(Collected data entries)
____

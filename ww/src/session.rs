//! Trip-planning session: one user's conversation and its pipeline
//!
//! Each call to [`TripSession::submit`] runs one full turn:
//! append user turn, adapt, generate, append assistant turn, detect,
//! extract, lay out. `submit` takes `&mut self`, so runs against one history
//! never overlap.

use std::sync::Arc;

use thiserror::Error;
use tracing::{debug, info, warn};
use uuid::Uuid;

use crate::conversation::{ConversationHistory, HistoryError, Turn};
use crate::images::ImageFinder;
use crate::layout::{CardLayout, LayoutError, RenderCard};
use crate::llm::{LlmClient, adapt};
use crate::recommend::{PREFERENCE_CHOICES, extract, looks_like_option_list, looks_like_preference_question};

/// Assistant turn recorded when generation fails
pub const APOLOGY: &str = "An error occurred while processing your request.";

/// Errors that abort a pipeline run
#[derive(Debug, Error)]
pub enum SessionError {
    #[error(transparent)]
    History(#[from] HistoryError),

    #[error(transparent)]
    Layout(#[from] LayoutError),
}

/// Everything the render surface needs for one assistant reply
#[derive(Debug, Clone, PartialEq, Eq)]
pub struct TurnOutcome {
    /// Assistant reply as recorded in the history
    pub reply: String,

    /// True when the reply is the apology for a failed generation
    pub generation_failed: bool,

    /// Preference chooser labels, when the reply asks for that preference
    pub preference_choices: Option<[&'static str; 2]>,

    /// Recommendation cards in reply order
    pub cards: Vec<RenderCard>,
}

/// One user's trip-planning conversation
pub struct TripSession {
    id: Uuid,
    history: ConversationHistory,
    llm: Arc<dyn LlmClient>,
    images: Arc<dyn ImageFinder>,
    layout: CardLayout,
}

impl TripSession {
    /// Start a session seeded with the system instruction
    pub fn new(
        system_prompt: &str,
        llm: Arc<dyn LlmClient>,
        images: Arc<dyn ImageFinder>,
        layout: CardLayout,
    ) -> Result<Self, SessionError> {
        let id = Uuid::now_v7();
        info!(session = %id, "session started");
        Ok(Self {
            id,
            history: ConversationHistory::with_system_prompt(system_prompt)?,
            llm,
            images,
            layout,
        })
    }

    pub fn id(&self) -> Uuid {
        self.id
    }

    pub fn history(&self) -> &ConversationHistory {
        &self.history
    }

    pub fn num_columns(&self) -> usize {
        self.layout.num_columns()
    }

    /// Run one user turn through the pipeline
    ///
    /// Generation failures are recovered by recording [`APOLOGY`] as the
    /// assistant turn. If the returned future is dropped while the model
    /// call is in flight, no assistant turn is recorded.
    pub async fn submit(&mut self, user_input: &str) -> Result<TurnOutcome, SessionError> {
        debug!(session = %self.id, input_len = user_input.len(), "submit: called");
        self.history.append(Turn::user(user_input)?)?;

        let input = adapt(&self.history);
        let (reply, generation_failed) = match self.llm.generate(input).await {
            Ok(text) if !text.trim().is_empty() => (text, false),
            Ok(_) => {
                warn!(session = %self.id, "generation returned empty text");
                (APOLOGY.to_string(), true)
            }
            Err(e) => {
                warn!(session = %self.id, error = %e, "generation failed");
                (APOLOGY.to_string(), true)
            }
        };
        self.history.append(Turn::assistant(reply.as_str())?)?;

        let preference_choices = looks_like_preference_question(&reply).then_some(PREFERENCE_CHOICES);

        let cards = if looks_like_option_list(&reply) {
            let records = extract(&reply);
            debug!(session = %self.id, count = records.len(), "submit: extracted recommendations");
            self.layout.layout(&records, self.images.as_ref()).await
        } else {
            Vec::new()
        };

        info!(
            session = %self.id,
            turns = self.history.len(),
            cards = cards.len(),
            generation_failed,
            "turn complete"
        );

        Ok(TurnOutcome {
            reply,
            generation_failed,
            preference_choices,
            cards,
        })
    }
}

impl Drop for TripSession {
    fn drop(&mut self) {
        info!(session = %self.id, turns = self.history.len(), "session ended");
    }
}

____

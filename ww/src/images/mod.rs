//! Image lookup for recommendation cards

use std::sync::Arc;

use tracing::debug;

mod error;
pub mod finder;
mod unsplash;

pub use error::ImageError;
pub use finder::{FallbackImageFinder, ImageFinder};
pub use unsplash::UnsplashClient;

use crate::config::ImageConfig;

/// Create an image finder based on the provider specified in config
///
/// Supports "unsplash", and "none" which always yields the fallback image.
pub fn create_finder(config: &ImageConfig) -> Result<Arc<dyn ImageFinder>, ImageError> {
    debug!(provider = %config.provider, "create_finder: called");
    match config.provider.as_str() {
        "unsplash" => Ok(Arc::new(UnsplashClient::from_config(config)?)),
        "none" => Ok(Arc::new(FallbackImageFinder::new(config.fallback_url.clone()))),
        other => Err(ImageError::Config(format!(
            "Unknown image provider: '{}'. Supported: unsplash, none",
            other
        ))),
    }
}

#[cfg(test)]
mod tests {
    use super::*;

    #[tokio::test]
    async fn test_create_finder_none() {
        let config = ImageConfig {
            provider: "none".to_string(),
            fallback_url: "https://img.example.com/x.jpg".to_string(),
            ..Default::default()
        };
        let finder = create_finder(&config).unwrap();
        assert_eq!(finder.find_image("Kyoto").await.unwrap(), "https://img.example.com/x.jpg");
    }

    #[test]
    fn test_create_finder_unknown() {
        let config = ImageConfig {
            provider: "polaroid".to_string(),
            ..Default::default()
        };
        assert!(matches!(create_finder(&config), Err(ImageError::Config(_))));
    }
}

____

Once every line above has been checked for the string "unwrap", give the number of matching lines and nothing more.

2